Data extract section start
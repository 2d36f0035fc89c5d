//! File-backed store backend
//!
//! One JSON document per record under a data directory:
//!
//! ```text
//! <root>/instances/<id>.json         record, secure details stripped
//! <root>/instances/<id>.secure.json  secure details only
//! <root>/bindings/<id>.json          record, secure details stripped
//! <root>/bindings/<id>.secure.json   secure details only
//! ```
//!
//! Secure details live in their own file so the deployment can encrypt or
//! mount that path separately; the broker itself never co-mingles them
//! with the general record on disk.
//!
//! Writes go to a temp file and are renamed into place, so a crash never
//! leaves a half-written record. Conditional writes are serialized by a
//! process-local mutex; running several broker processes against the same
//! directory needs a backend with true atomic conditional writes instead.

use std::fs;
use std::io;
use std::path::{Path, PathBuf};
use std::sync::Mutex;

use crate::model::{BindingRecord, DetailMap, InstanceRecord, OperationStatus};

use super::errors::{StoreError, StoreResult};
use super::BrokerStore;

/// Directory-of-JSON-documents implementation of `BrokerStore`.
pub struct FileStore {
    instances_dir: PathBuf,
    bindings_dir: PathBuf,
    write_lock: Mutex<()>,
}

impl FileStore {
    /// Open (creating if needed) a store rooted at `root`.
    pub fn open(root: impl AsRef<Path>) -> StoreResult<Self> {
        let root = root.as_ref();
        let instances_dir = root.join("instances");
        let bindings_dir = root.join("bindings");
        fs::create_dir_all(&instances_dir)?;
        fs::create_dir_all(&bindings_dir)?;
        Ok(Self {
            instances_dir,
            bindings_dir,
            write_lock: Mutex::new(()),
        })
    }

    fn guard(&self) -> std::sync::MutexGuard<'_, ()> {
        self.write_lock.lock().unwrap_or_else(|e| e.into_inner())
    }

    /// Record IDs become file names; anything that could escape the data
    /// directory is refused outright.
    fn check_id(id: &str) -> StoreResult<()> {
        let ok = !id.is_empty()
            && id
                .chars()
                .all(|c| c.is_ascii_alphanumeric() || matches!(c, '-' | '_' | '.'))
            && !id.starts_with('.')
            && !id.ends_with(".secure");
        if ok {
            Ok(())
        } else {
            Err(StoreError::Io(io::Error::new(
                io::ErrorKind::InvalidInput,
                format!("record id not usable as file name: {:?}", id),
            )))
        }
    }

    fn record_path(dir: &Path, id: &str) -> PathBuf {
        dir.join(format!("{}.json", id))
    }

    fn secure_path(dir: &Path, id: &str) -> PathBuf {
        dir.join(format!("{}.secure.json", id))
    }

    fn write_atomic(path: &Path, contents: &[u8]) -> StoreResult<()> {
        let tmp = path.with_extension("tmp");
        fs::write(&tmp, contents)?;
        fs::rename(&tmp, path)?;
        Ok(())
    }

    fn read_json<T: serde::de::DeserializeOwned>(path: &Path, id: &str) -> StoreResult<Option<T>> {
        let bytes = match fs::read(path) {
            Ok(bytes) => bytes,
            Err(e) if e.kind() == io::ErrorKind::NotFound => return Ok(None),
            Err(e) => return Err(e.into()),
        };
        serde_json::from_slice(&bytes).map(Some).map_err(|e| {
            StoreError::CorruptRecord {
                id: id.to_string(),
                reason: e.to_string(),
            }
        })
    }

    fn write_instance(&self, record: &InstanceRecord) -> StoreResult<()> {
        let mut public = record.clone();
        let secure = std::mem::take(&mut public.secure_details);

        let body = serde_json::to_vec_pretty(&public).map_err(|e| StoreError::CorruptRecord {
            id: record.instance_id.clone(),
            reason: e.to_string(),
        })?;
        Self::write_atomic(&Self::record_path(&self.instances_dir, &record.instance_id), &body)?;

        let secure_body =
            serde_json::to_vec_pretty(&secure).map_err(|e| StoreError::CorruptRecord {
                id: record.instance_id.clone(),
                reason: e.to_string(),
            })?;
        Self::write_atomic(
            &Self::secure_path(&self.instances_dir, &record.instance_id),
            &secure_body,
        )
    }

    fn read_instance(&self, instance_id: &str) -> StoreResult<Option<InstanceRecord>> {
        let Some(mut record): Option<InstanceRecord> = Self::read_json(
            &Self::record_path(&self.instances_dir, instance_id),
            instance_id,
        )?
        else {
            return Ok(None);
        };
        let secure: Option<DetailMap> = Self::read_json(
            &Self::secure_path(&self.instances_dir, instance_id),
            instance_id,
        )?;
        record.secure_details = secure.unwrap_or_default();
        Ok(Some(record))
    }

    fn scan_ids(dir: &Path) -> StoreResult<Vec<String>> {
        let mut ids = Vec::new();
        for entry in fs::read_dir(dir)? {
            let entry = entry?;
            let name = entry.file_name();
            let Some(id) = name
                .to_str()
                .and_then(|n| n.strip_suffix(".json"))
                .filter(|n| !n.ends_with(".secure"))
            else {
                continue;
            };
            ids.push(id.to_string());
        }
        ids.sort();
        Ok(ids)
    }

    fn remove_pair(dir: &Path, id: &str) -> StoreResult<()> {
        fs::remove_file(Self::record_path(dir, id))
            .map_err(|e| match e.kind() {
                io::ErrorKind::NotFound => StoreError::NotFound(id.to_string()),
                _ => StoreError::Io(e),
            })?;
        match fs::remove_file(Self::secure_path(dir, id)) {
            Ok(()) => Ok(()),
            Err(e) if e.kind() == io::ErrorKind::NotFound => Ok(()),
            Err(e) => Err(e.into()),
        }
    }
}

impl BrokerStore for FileStore {
    fn get_instance(&self, instance_id: &str) -> StoreResult<Option<InstanceRecord>> {
        Self::check_id(instance_id)?;
        self.read_instance(instance_id)
    }

    fn create_instance(&self, record: &InstanceRecord) -> StoreResult<()> {
        Self::check_id(&record.instance_id)?;
        let _guard = self.guard();
        if Self::record_path(&self.instances_dir, &record.instance_id).exists() {
            return Err(StoreError::AlreadyExists(record.instance_id.clone()));
        }
        self.write_instance(record)
    }

    fn update_instance(&self, record: &InstanceRecord) -> StoreResult<()> {
        Self::check_id(&record.instance_id)?;
        let _guard = self.guard();
        if !Self::record_path(&self.instances_dir, &record.instance_id).exists() {
            return Err(StoreError::NotFound(record.instance_id.clone()));
        }
        self.write_instance(record)
    }

    fn update_instance_if_status(
        &self,
        record: &InstanceRecord,
        expected: OperationStatus,
    ) -> StoreResult<bool> {
        Self::check_id(&record.instance_id)?;
        let _guard = self.guard();
        let current = self
            .read_instance(&record.instance_id)?
            .ok_or_else(|| StoreError::NotFound(record.instance_id.clone()))?;
        if current.status != expected {
            return Ok(false);
        }
        self.write_instance(record)?;
        Ok(true)
    }

    fn delete_instance(&self, instance_id: &str) -> StoreResult<()> {
        Self::check_id(instance_id)?;
        let _guard = self.guard();
        Self::remove_pair(&self.instances_dir, instance_id)
    }

    fn list_instance_ids(&self) -> StoreResult<Vec<String>> {
        Self::scan_ids(&self.instances_dir)
    }

    fn list_child_instances(&self, parent_instance_id: &str) -> StoreResult<Vec<String>> {
        let mut children = Vec::new();
        for id in Self::scan_ids(&self.instances_dir)? {
            if let Some(record) = self.read_instance(&id)? {
                if record.parent_instance_id.as_deref() == Some(parent_instance_id) {
                    children.push(record.instance_id);
                }
            }
        }
        Ok(children)
    }

    fn get_binding(&self, binding_id: &str) -> StoreResult<Option<BindingRecord>> {
        Self::check_id(binding_id)?;
        let Some(mut record): Option<BindingRecord> = Self::read_json(
            &Self::record_path(&self.bindings_dir, binding_id),
            binding_id,
        )?
        else {
            return Ok(None);
        };
        let secure: Option<DetailMap> =
            Self::read_json(&Self::secure_path(&self.bindings_dir, binding_id), binding_id)?;
        record.secure_details = secure.unwrap_or_default();
        Ok(Some(record))
    }

    fn create_binding(&self, record: &BindingRecord) -> StoreResult<()> {
        Self::check_id(&record.binding_id)?;
        let _guard = self.guard();
        if Self::record_path(&self.bindings_dir, &record.binding_id).exists() {
            return Err(StoreError::AlreadyExists(record.binding_id.clone()));
        }

        let mut public = record.clone();
        let secure = std::mem::take(&mut public.secure_details);
        let body = serde_json::to_vec_pretty(&public).map_err(|e| StoreError::CorruptRecord {
            id: record.binding_id.clone(),
            reason: e.to_string(),
        })?;
        Self::write_atomic(&Self::record_path(&self.bindings_dir, &record.binding_id), &body)?;
        let secure_body =
            serde_json::to_vec_pretty(&secure).map_err(|e| StoreError::CorruptRecord {
                id: record.binding_id.clone(),
                reason: e.to_string(),
            })?;
        Self::write_atomic(
            &Self::secure_path(&self.bindings_dir, &record.binding_id),
            &secure_body,
        )
    }

    fn delete_binding(&self, binding_id: &str) -> StoreResult<()> {
        Self::check_id(binding_id)?;
        let _guard = self.guard();
        Self::remove_pair(&self.bindings_dir, binding_id)
    }

    fn list_bindings(&self, instance_id: &str) -> StoreResult<Vec<String>> {
        let mut bindings = Vec::new();
        for id in Self::scan_ids(&self.bindings_dir)? {
            if let Some(record) = self.get_binding(&id)? {
                if record.instance_id == instance_id {
                    bindings.push(record.binding_id);
                }
            }
        }
        Ok(bindings)
    }
}

#[cfg(test)]
mod tests {
    use super::*;
    use crate::model::ParamMap;
    use serde_json::json;

    fn record(id: &str) -> InstanceRecord {
        InstanceRecord::new(id, "svc-1", "plan-a", ParamMap::new())
    }

    #[test]
    fn test_round_trip_preserves_secure_details() {
        let dir = tempfile::tempdir().unwrap();
        let store = FileStore::open(dir.path()).unwrap();

        let mut rec = record("inst-1");
        rec.details.insert("host".to_string(), json!("db.internal"));
        rec.secure_details
            .insert("admin_password".to_string(), json!("s3cret"));
        store.create_instance(&rec).unwrap();

        let loaded = store.get_instance("inst-1").unwrap().unwrap();
        assert_eq!(loaded.details["host"], json!("db.internal"));
        assert_eq!(loaded.secure_details["admin_password"], json!("s3cret"));
    }

    #[test]
    fn test_secure_details_not_in_public_file() {
        let dir = tempfile::tempdir().unwrap();
        let store = FileStore::open(dir.path()).unwrap();

        let mut rec = record("inst-1");
        rec.secure_details
            .insert("admin_password".to_string(), json!("s3cret"));
        store.create_instance(&rec).unwrap();

        let public =
            fs::read_to_string(dir.path().join("instances").join("inst-1.json")).unwrap();
        assert!(!public.contains("s3cret"));

        let secure =
            fs::read_to_string(dir.path().join("instances").join("inst-1.secure.json")).unwrap();
        assert!(secure.contains("s3cret"));
    }

    #[test]
    fn test_conditional_update_on_disk() {
        let dir = tempfile::tempdir().unwrap();
        let store = FileStore::open(dir.path()).unwrap();
        store.create_instance(&record("inst-1")).unwrap();

        let mut claimed = record("inst-1");
        claimed.status = OperationStatus::InProgress;
        assert!(store
            .update_instance_if_status(&claimed, OperationStatus::Idle)
            .unwrap());
        assert!(!store
            .update_instance_if_status(&claimed, OperationStatus::Idle)
            .unwrap());
    }

    #[test]
    fn test_path_escaping_ids_refused() {
        let dir = tempfile::tempdir().unwrap();
        let store = FileStore::open(dir.path()).unwrap();
        assert!(store.get_instance("../etc/passwd").is_err());
        assert!(store.get_instance("").is_err());
        assert!(store.get_instance(".hidden").is_err());
    }

    #[test]
    fn test_delete_removes_both_files() {
        let dir = tempfile::tempdir().unwrap();
        let store = FileStore::open(dir.path()).unwrap();

        let mut rec = record("inst-1");
        rec.secure_details.insert("k".to_string(), json!("v"));
        store.create_instance(&rec).unwrap();
        store.delete_instance("inst-1").unwrap();

        assert!(store.get_instance("inst-1").unwrap().is_none());
        assert!(!dir
            .path()
            .join("instances")
            .join("inst-1.secure.json")
            .exists());
    }

    #[test]
    fn test_list_instance_ids_skips_secure_files() {
        let dir = tempfile::tempdir().unwrap();
        let store = FileStore::open(dir.path()).unwrap();

        let mut rec = record("inst-b");
        rec.secure_details.insert("k".to_string(), json!("v"));
        store.create_instance(&rec).unwrap();
        store.create_instance(&record("inst-a")).unwrap();

        assert_eq!(
            store.list_instance_ids().unwrap(),
            vec!["inst-a".to_string(), "inst-b".to_string()]
        );
    }

    #[test]
    fn test_list_children_on_disk() {
        let dir = tempfile::tempdir().unwrap();
        let store = FileStore::open(dir.path()).unwrap();
        store.create_instance(&record("parent")).unwrap();
        store
            .create_instance(&record("child").with_parent("parent"))
            .unwrap();

        assert_eq!(store.list_child_instances("parent").unwrap(), vec!["child"]);
    }
}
Data extract section end
* [About this task]:
What is needed is an exact copy of the entries from their first line down to the line with "never co-mingles them", that line included, and nothing beyond it.

* [Exercise output]:
repository 2d36f0035fc89c5d
//! File-backed store backend
//!
//! One JSON document per record under a data directory:
//!
//! ```text
//! <root>/instances/<id>.json         record, secure details stripped
//! <root>/instances/<id>.secure.json  secure details only
//! <root>/bindings/<id>.json          record, secure details stripped
//! <root>/bindings/<id>.secure.json   secure details only
//! ```
//!
//! Secure details live in their own file so the deployment can encrypt or
//! mount that path separately; the broker itself never co-mingles them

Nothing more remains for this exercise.